Much of this activity is a direct result of pushing intelligence out to the edge, where it is needed to process, sort, and manage massive increases in data from sensors that are being integrated into just about all electronics. There are tens of billions of connected devices, many with multiple sensors collecting data in real time. Shipping all of that data to the cloud and back is impractical. There isn’t enough bandwidth. And even if there were, it requires too much energy and costs too much.

So chipmakers have trained their sights on improving efficiency and performance at the edge, leveraging multiple known and new approaches to speed up and reduce the power draw of AI/ML/DL systems. Among them:

  • Reduced accuracy. Computation in AI chips produces mathematical distributions rather than fixed numbers. The looser that distribution, the less accurate the results, and the less energy required to do that processing.
  • Better data. Reducing the amount of data that needs to be processed can significantly improve performance and energy efficiency. This requires being able to narrow what gets collected at the source, or the ability to quickly sift through data to determine what is valuable and what is not, sometimes using multiple stages of processing to refine that data.
  • Data-driven architectures. Unlike traditional processor designs, AI systems rely on both the faster flow of data between processing elements and memories, and shortened distances over which that data needs to travel.
  • Customized solutions. Algorithms can be made sparser and quantized, and accelerators can be tuned to specific algorithms, which can offer 100X or more improvements in performance with the same or less power.

Each of these approaches is effective, but all of them come with an associated cost. In some cases, that cost isn’t even fully understood because the tech industry is just beginning to embrace AI and where and how it can be used. That hasn’t deterred companies from adding AI everywhere, though. There is a frenzy of activity around building some form of AI into such edge devices as cars, consumer electronics, medical devices, and both on- and off-premise servers aimed at the still-unnamed gradations spanning from the “near” to “far” edge.

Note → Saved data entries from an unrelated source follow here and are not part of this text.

//! Reverse-Geocoding über eine Nominatim-kompatible HTTP-API.

use super::{GeoNameResolver, IntentSender, NameRequestId, ServiceError};
use crate::app::AppIntent;
use crate::core::LatLng;
use serde::Deserialize;
use std::time::Duration;

#[derive(Debug, Deserialize)]
struct ReverseResponse {
    #[serde(default)]
    address: Option<Address>,
}

#[derive(Debug, Default, Deserialize)]
struct Address {
    town: Option<String>,
    city: Option<String>,
    village: Option<String>,
    municipality: Option<String>,
    state: Option<String>,
    country: Option<String>,
}

/// Baut die Ortsbezeichnung aus einer Reverse-Antwort.
///
/// Format: `"{Ort}, {Gemeinde}, {Region} {Land}"`, getrimmt. Der Ort ist der
/// erste nicht-leere Wert aus town/city/village/municipality, sonst `fallback`.
/// Fehlt das `address`-Objekt ganz, ist das Ergebnis `fallback`.
pub fn place_label_from_response(body: &str, fallback: &str) -> Result<String, ServiceError> {
    let response: ReverseResponse = serde_json::from_str(body)?;
    let Some(address) = response.address else {
        return Ok(fallback.to_string());
    };

    fn non_empty(value: &Option<String>) -> Option<&str> {
        value.as_deref().filter(|v| !v.is_empty())
    }

    let primary = non_empty(&address.town)
        .or_else(|| non_empty(&address.city))
        .or_else(|| non_empty(&address.village))
        .or_else(|| non_empty(&address.municipality))
        .unwrap_or(fallback);

    let label = format!(
        "{}, {}, {} {}",
        primary,
        non_empty(&address.municipality).unwrap_or(""),
        non_empty(&address.state).unwrap_or(""),
        non_empty(&address.country).unwrap_or(""),
    );
    Ok(label.trim().to_string())
}

/// [`GeoNameResolver`] auf einem Worker-Thread pro Anfrage.
pub struct NominatimResolver {
    client: reqwest::blocking::Client,
    base_url: String,
    fallback: String,
    sender: IntentSender,
}

impl NominatimResolver {
    /// Erstellt den Resolver mit eigenem HTTP-Client.
    pub fn new(
        base_url: &str,
        user_agent: &str,
        timeout: Duration,
        fallback: &str,
        sender: IntentSender,
    ) -> anyhow::Result<Self> {
        let client = reqwest::blocking::Client::builder()
            .user_agent(user_agent)
            .timeout(timeout)
            .build()?;
        Ok(Self {
            client,
            base_url: base_url.trim_end_matches('/').to_string(),
            fallback: fallback.to_string(),
            sender,
        })
    }

    fn fetch(
        client: &reqwest::blocking::Client,
        base_url: &str,
        fallback: &str,
        position: LatLng,
    ) -> Result<String, ServiceError> {
        let body = client
            .get(format!("{base_url}/reverse"))
            .query(&[
                ("format", "json".to_string()),
                ("lat", position.lat.to_string()),
                ("lon", position.lng.to_string()),
            ])
            .send()?
            .error_for_status()?
            .text()?;
        place_label_from_response(&body, fallback)
    }
}

impl GeoNameResolver for NominatimResolver {
    fn request_place_name(&mut self, request: NameRequestId, position: LatLng) {
        let client = self.client.clone();
        let base_url = self.base_url.clone();
        let fallback = self.fallback.clone();
        let sender = self.sender.clone();

        std::thread::spawn(move || {
            let outcome = Self::fetch(&client, &base_url, &fallback, position).map_err(|e| {
                log::warn!("Ortsname für {} nicht ermittelbar: {}", position, e);
                e.to_string()
            });
            if sender
                .send(AppIntent::PlaceNameResolved { request, outcome })
                .is_err()
            {
                log::debug!("Ortsname verworfen: Host-Kanal geschlossen");
            }
        });
    }
}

For AI systems, accuracy is roughly the equivalent of abstraction levels in tools. With high-level synthesis, for example, entire systems can be designed and modified at a very high level much more quickly than at the register transfer level. But this is only a rough outline of what the chip actually will look like.

The difference is that in AI systems, those higher level of abstractions may be sufficient for some purposes, such as detecting movement in a security system. Typically it is coupled with systems that deliver higher accuracy, but at the cost of either lower speed or higher power.

This isn’t a fixed formula, though, and the results aren’t always what you might expect. Researchers from the University of California at San Diego found that by blending high-accuracy results with low-accuracy results in the search for new materials, they actually improved the accuracy of even the highest accuracy systems by 30% to 40%.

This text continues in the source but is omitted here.